Work required:
Reproduce the records exactly through the line with "data == PROBE".

Data:
....................

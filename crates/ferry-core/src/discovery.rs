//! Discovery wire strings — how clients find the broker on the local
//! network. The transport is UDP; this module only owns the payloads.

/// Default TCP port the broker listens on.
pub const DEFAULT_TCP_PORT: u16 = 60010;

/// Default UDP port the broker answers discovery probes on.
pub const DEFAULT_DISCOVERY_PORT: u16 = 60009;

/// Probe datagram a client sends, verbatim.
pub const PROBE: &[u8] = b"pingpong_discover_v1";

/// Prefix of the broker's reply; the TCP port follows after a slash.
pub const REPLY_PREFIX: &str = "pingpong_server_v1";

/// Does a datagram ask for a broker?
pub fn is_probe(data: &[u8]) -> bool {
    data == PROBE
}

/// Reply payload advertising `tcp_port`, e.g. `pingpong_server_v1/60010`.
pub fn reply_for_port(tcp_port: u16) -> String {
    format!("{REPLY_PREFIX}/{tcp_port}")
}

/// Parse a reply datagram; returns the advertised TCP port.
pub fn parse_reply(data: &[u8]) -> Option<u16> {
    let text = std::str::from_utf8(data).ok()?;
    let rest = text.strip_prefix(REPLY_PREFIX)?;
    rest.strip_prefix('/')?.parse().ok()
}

....................

Expected answer:
filename crates/ferry-core/src/discovery.rs
//! Discovery wire strings — how clients find the broker on the local
//! network. The transport is UDP; this module only owns the payloads.

/// Default TCP port the broker listens on.
pub const DEFAULT_TCP_PORT: u16 = 60010;

/// Default UDP port the broker answers discovery probes on.
pub const DEFAULT_DISCOVERY_PORT: u16 = 60009;

/// Probe datagram a client sends, verbatim.
pub const PROBE: &[u8] = b"pingpong_discover_v1";

/// Prefix of the broker's reply; the TCP port follows after a slash.
pub const REPLY_PREFIX: &str = "pingpong_server_v1";

/// Does a datagram ask for a broker?
pub fn is_probe(data: &[u8]) -> bool {
    data == PROBE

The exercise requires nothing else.